THE TASK » When you reach the entries below, transcribe each one exactly as it stands.

DATA RECORDS »
// acr122u/src/device/connection.rs

use std::fmt;
use std::sync::Arc;
use std::sync::atomic::{AtomicBool, AtomicU64, Ordering};

use log::debug;

use crate::constants::{ESCAPE_CONTROL_CODE, UNNAMED_OPERATION};
use crate::protocol::{Command, classify};
use crate::transport::ReaderTransport;
use crate::types::Protocol;
use crate::utils::to_hex;
use crate::{Error, Result};

static NEXT_OPERATION_ID: AtomicU64 = AtomicU64::new(1);

/// Process-wide, monotonically increasing id used to correlate log lines.
pub fn next_operation_id() -> u64 {
    NEXT_OPERATION_ID.fetch_add(1, Ordering::Relaxed)
}

/// A command sent to the card.
#[derive(Debug, Clone, PartialEq, Eq)]
pub struct Transmit {
    pub command: Vec<u8>,
    pub name: String,
    /// Receive buffer size; the connection default when `None`.
    pub response_len: Option<usize>,
}

impl Transmit {
    pub fn new(command: impl Into<Vec<u8>>) -> Self {
        Self {
            command: command.into(),
            name: UNNAMED_OPERATION.to_string(),
            response_len: None,
        }
    }

    pub fn with_name(mut self, name: impl Into<String>) -> Self {
        self.name = name.into();
        self
    }

    pub fn with_response_len(mut self, len: usize) -> Self {
        self.response_len = Some(len);
        self
    }
}

impl From<Vec<u8>> for Transmit {
    fn from(command: Vec<u8>) -> Self {
        Self::new(command)
    }
}

impl From<&[u8]> for Transmit {
    fn from(command: &[u8]) -> Self {
        Self::new(command)
    }
}

impl From<Command> for Transmit {
    fn from(command: Command) -> Self {
        Self::new(command.encode()).with_name(command.name())
    }
}

/// A command sent to the reader itself through a control code.
#[derive(Debug, Clone, PartialEq, Eq)]
pub struct Control {
    pub command: Vec<u8>,
    pub control_code: u32,
    pub name: String,
    pub response_len: Option<usize>,
}

impl Control {
    pub fn new(command: impl Into<Vec<u8>>, control_code: u32) -> Self {
        Self {
            command: command.into(),
            control_code,
            name: UNNAMED_OPERATION.to_string(),
            response_len: None,
        }
    }

    /// Pseudo-APDU through the CCID escape control code.
    pub fn escape(command: Command) -> Self {
        Self::new(command.encode(), ESCAPE_CONTROL_CODE).with_name(command.name())
    }

    pub fn with_name(mut self, name: impl Into<String>) -> Self {
        self.name = name.into();
        self
    }

    pub fn with_response_len(mut self, len: usize) -> Self {
        self.response_len = Some(len);
        self
    }
}

/// Transmit/control capability for one card-insert episode.
///
/// Clones share the same episode. Once the card is released or the reader
/// ends every call fails with `Error::NotConnected`; operations already in
/// flight complete or fail on their own.
#[derive(Clone)]
pub struct Connection {
    reader: Arc<dyn ReaderTransport>,
    protocol: Protocol,
    active: Arc<AtomicBool>,
    debug: bool,
    default_response_len: usize,
}

impl Connection {
    pub(crate) fn new(
        reader: Arc<dyn ReaderTransport>,
        protocol: Protocol,
        debug: bool,
        default_response_len: usize,
    ) -> Self {
        Self {
            reader,
            protocol,
            active: Arc::new(AtomicBool::new(true)),
            debug,
            default_response_len,
        }
    }

    pub fn protocol(&self) -> Protocol {
        self.protocol
    }

    pub fn reader_name(&self) -> &str {
        self.reader.name()
    }

    pub fn is_active(&self) -> bool {
        self.active.load(Ordering::SeqCst)
    }

    pub(crate) fn deactivate(&self) {
        self.active.store(false, Ordering::SeqCst);
    }

    fn ensure_active(&self) -> Result<()> {
        if self.is_active() {
            Ok(())
        } else {
            Err(Error::NotConnected)
        }
    }

    /// Send a command to the card and return the raw response, status word
    /// included.
    pub async fn transmit(&self, request: impl Into<Transmit>) -> Result<Vec<u8>> {
        let request = request.into();
        self.ensure_active()?;
        let id = next_operation_id();
        let len = request.response_len.unwrap_or(self.default_response_len);

        if self.debug {
            debug!(
                "[{}][{}] transmitting {}: {}",
                self.reader_name(),
                id,
                request.name,
                to_hex(&request.command)
            );
        }

        let result = self
            .reader
            .transmit(&request.command, len, self.protocol)
            .await;

        if self.debug {
            match &result {
                Ok(resp) => {
                    let meaning = classify(resp)
                        .ok()
                        .and_then(|o| o.meaning)
                        .unwrap_or("unknown status");
                    debug!(
                        "[{}][{}] response to {}: {} ({})",
                        self.reader_name(),
                        id,
                        request.name,
                        to_hex(resp),
                        meaning
                    );
                }
                Err(e) => debug!(
                    "[{}][{}] {} failed: {}",
                    self.reader_name(),
                    id,
                    request.name,
                    e
                ),
            }
        }
        result
    }

    /// Send a command to the reader through its control code.
    pub async fn control(&self, request: Control) -> Result<Vec<u8>> {
        self.ensure_active()?;
        let id = next_operation_id();
        let len = request.response_len.unwrap_or(self.default_response_len);

        if self.debug {
            debug!(
                "[{}][{}] control {} (code {:#010x}): {}",
                self.reader_name(),
                id,
                request.name,
                request.control_code,
                to_hex(&request.command)
            );
        }

        let result = self
            .reader
            .control(&request.command, request.control_code, len)
            .await;

        if self.debug {
            match &result {
                Ok(resp) => debug!(
                    "[{}][{}] control response to {}: {}",
                    self.reader_name(),
                    id,
                    request.name,
                    to_hex(resp)
                ),
                Err(e) => debug!(
                    "[{}][{}] control {} failed: {}",
                    self.reader_name(),
                    id,
                    request.name,
                    e
                ),
            }
        }
        result
    }
}

impl fmt::Debug for Connection {
    fn fmt(&self, f: &mut fmt::Formatter<'_>) -> fmt::Result {
        f.debug_struct("Connection")
            .field("reader", &self.reader_name())
            .field("protocol", &self.protocol)
            .field("active", &self.is_active())
            .finish()
    }
}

YOUR SOLUTION »
// acr122u/src/device/connection.rs

use std::fmt;
use std::sync::Arc;
use std::sync::atomic::{AtomicBool, AtomicU64, Ordering};

use log::debug;

use crate::constants::{ESCAPE_CONTROL_CODE, UNNAMED_OPERATION};
use crate::protocol::{Command, classify};
use crate::transport::ReaderTransport;
use crate::types::Protocol;
use crate::utils::to_hex;
use crate::{Error, Result};

static NEXT_OPERATION_ID: AtomicU64 = AtomicU64::new(1);

/// Process-wide, monotonically increasing id used to correlate log lines.
pub fn next_operation_id() -> u64 {
    NEXT_OPERATION_ID.fetch_add(1, Ordering::Relaxed)
}

/// A command sent to the card.
#[derive(Debug, Clone, PartialEq, Eq)]
pub struct Transmit {
    pub command: Vec<u8>,
    pub name: String,
    /// Receive buffer size; the connection default when `None`.
    pub response_len: Option<usize>,
}

impl Transmit {
    pub fn new(command: impl Into<Vec<u8>>) -> Self {
        Self {
            command: command.into(),
            name: UNNAMED_OPERATION.to_string(),
            response_len: None,
        }
    }

    pub fn with_name(mut self, name: impl Into<String>) -> Self {
        self.name = name.into();
        self
    }

    pub fn with_response_len(mut self, len: usize) -> Self {
        self.response_len = Some(len);
        self
    }
}

impl From<Vec<u8>> for Transmit {
    fn from(command: Vec<u8>) -> Self {
        Self::new(command)
    }
}

impl From<&[u8]> for Transmit {
    fn from(command: &[u8]) -> Self {
        Self::new(command)
    }
}

impl From<Command> for Transmit {
    fn from(command: Command) -> Self {
        Self::new(command.encode()).with_name(command.name())
    }
}

/// A command sent to the reader itself through a control code.
#[derive(Debug, Clone, PartialEq, Eq)]
pub struct Control {
    pub command: Vec<u8>,
    pub control_code: u32,
    pub name: String,
    pub response_len: Option<usize>,
}

impl Control {
    pub fn new(command: impl Into<Vec<u8>>, control_code: u32) -> Self {
        Self {
            command: command.into(),
            control_code,
            name: UNNAMED_OPERATION.to_string(),
            response_len: None,
        }
    }

    /// Pseudo-APDU through the CCID escape control code.
    pub fn escape(command: Command) -> Self {
        Self::new(command.encode(), ESCAPE_CONTROL_CODE).with_name(command.name())
    }

    pub fn with_name(mut self, name: impl Into<String>) -> Self {
        self.name = name.into();
        self
    }

    pub fn with_response_len(mut self, len: usize) -> Self {
        self.response_len = Some(len);
        self
    }
}

/// Transmit/control capability for one card-insert episode.
///
/// Clones share the same episode. Once the card is released or the reader
/// ends every call fails with `Error::NotConnected`; operations already in
/// flight complete or fail on their own.
#[derive(Clone)]
pub struct Connection {
    reader: Arc<dyn ReaderTransport>,
    protocol: Protocol,
    active: Arc<AtomicBool>,
    debug: bool,
    default_response_len: usize,
}

impl Connection {
    pub(crate) fn new(
        reader: Arc<dyn ReaderTransport>,
        protocol: Protocol,
        debug: bool,
        default_response_len: usize,
    ) -> Self {
        Self {
            reader,
            protocol,
            active: Arc::new(AtomicBool::new(true)),
            debug,
            default_response_len,
        }
    }

    pub fn protocol(&self) -> Protocol {
        self.protocol
    }

    pub fn reader_name(&self) -> &str {
        self.reader.name()
    }

    pub fn is_active(&self) -> bool {
        self.active.load(Ordering::SeqCst)
    }

    pub(crate) fn deactivate(&self) {
        self.active.store(false, Ordering::SeqCst);
    }

    fn ensure_active(&self) -> Result<()> {
        if self.is_active() {
            Ok(())
        } else {
            Err(Error::NotConnected)
        }
    }

    /// Send a command to the card and return the raw response, status word
    /// included.
    pub async fn transmit(&self, request: impl Into<Transmit>) -> Result<Vec<u8>> {
        let request = request.into();
        self.ensure_active()?;
        let id = next_operation_id();
        let len = request.response_len.unwrap_or(self.default_response_len);

        if self.debug {
            debug!(
                "[{}][{}] transmitting {}: {}",
                self.reader_name(),
                id,
                request.name,
                to_hex(&request.command)
            );
        }

        let result = self
            .reader
            .transmit(&request.command, len, self.protocol)
            .await;

        if self.debug {
            match &result {
                Ok(resp) => {
                    let meaning = classify(resp)
                        .ok()
                        .and_then(|o| o.meaning)
                        .unwrap_or("unknown status");
                    debug!(
                        "[{}][{}] response to {}: {} ({})",
                        self.reader_name(),
                        id,
                        request.name,
                        to_hex(resp),
                        meaning
                    );
                }
                Err(e) => debug!(
                    "[{}][{}] {} failed: {}",
                    self.reader_name(),
                    id,
                    request.name,
                    e
                ),
            }
        }
        result
    }

    /// Send a command to the reader through its control code.
    pub async fn control(&self, request: Control) -> Result<Vec<u8>> {
        self.ensure_active()?;
        let id = next_operation_id();
        let len = request.response_len.unwrap_or(self.default_response_len);

        if self.debug {
            debug!(
                "[{}][{}] control {} (code {:#010x}): {}",
                self.reader_name(),
                id,
                request.name,
                request.control_code,
                to_hex(&request.command)
            );
        }

        let result = self
            .reader
            .control(&request.command, request.control_code, len)
            .await;

        if self.debug {
            match &result {
                Ok(resp) => debug!(
                    "[{}][{}] control response to {}: {}",
                    self.reader_name(),
                    id,
                    request.name,
                    to_hex(resp)
                ),
                Err(e) => debug!(
                    "[{}][{}] control {} failed: {}",
                    self.reader_name(),
                    id,
                    request.name,
                    e
                ),
            }
        }
        result
    }
}

impl fmt::Debug for Connection {
    fn fmt(&self, f: &mut fmt::Formatter<'_>) -> fmt::Result {
        f.debug_struct("Connection")
            .field("reader", &self.reader_name())
            .field("protocol", &self.protocol)
            .field("active", &self.is_active())
            .finish()
    }
}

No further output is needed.